According to a recent study released from the Center for Immigration Studies, the U.S. Immigration and Customs Enforcement (ICE) released 30,558 criminally-convicted illegal immigrants, with a total of 79,059 convictions altogether, in 2014.
Furthermore, the CIS report shows that among the 904,000 illegal immigrants who have ignored orders to leave the U.S., approximately 167,527 of these are convicted criminal immigrants.
Likewise, CIS’s April 2015 statistics indicate ICE has only arrested 11,983 at-large convicted criminal immigrants—despite the fact 168,000 criminal immigrants were identified.
The concern is that these convicted criminal immigrants will commit crimes upon being released, as in Sanchez’s case.
“The long-term ramifications are continued crime inflicted upon U.S. citizens,” Marguerite Telford, director of communications at CIS, said in an interview with The Daily Signal in June. “So the [Obama] administration’s catch and release policy means these criminal aliens are free to commit additional crimes.”

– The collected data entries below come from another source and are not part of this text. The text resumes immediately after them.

//! WebSocket endpoint for remotely-authoritative gesture sessions

pub mod handler;
pub mod protocol;

pub use handler::ws_handler;

use dashmap::DashMap;
use uuid::Uuid;

use crate::util::time::unix_millis;

/// Bookkeeping for one connected session
#[derive(Debug, Clone)]
pub struct SessionInfo {
    /// Distinguishes reconnects that reuse a session id
    pub connection_id: Uuid,
    pub connected_at_ms: u64,
}

/// Registry of live gesture sessions, keyed by session id
#[derive(Debug, Default)]
pub struct SessionRegistry {
    sessions: DashMap<String, SessionInfo>,
}

impl SessionRegistry {
    pub fn new() -> Self {
        Self::default()
    }

    /// Register a session. A reconnect with the same id replaces the
    /// old entry.
    pub fn register(&self, session_id: String) -> Uuid {
        let connection_id = Uuid::new_v4();
        self.sessions.insert(
            session_id,
            SessionInfo {
                connection_id,
                connected_at_ms: unix_millis(),
            },
        );
        connection_id
    }

    pub fn remove(&self, session_id: &str) {
        self.sessions.remove(session_id);
    }

    pub fn active_count(&self) -> usize {
        self.sessions.len()
    }
}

Furthermore, San Francisco does not have strict immigration policies. San Francisco is a “sanctuary city,” meaning the city does not seek undocumented immigrants and enforce deportation. According to David Inserra, policy analyst of homeland security and cybersecurity at The Heritage Foundation, sanctuary cities do “as little as possible” to enforce immigration laws.
“The result is that immigrants who should be removed, either because they are here illegally or they have committed some other crime that makes them removable, are not deported,” Inserra said. “In the case of criminal, illegal immigrants, the case to remove these individuals is even stronger, yet some cities do not value the enforcement of the law, to the detriment of their own communities.”
Sanchez had been in custody of the San Francisco County Jail for drug-related charges in March, but was released in April. ICE spokeswoman Virginia Kice said that ICE filed a detainer for Sanchez so that the organization would be aware if he were released from custody. She said ICE received no notification, according to the Associated Press.
But San Francisco County Sheriff’s legal counsel, Freya Horne, said that there must be an active warrant in order for the city to maintain custody of a criminal immigrant.
“It’s not legal to hold someone on a request to detain. This is not just us. This is a widely adopted position,” Horne said.
Horne said no active warrant was filed.
“It’s a tragedy,” she said. “We all recognize that. But we followed city policy.”
This report has been modified to address variants of the suspect’s name.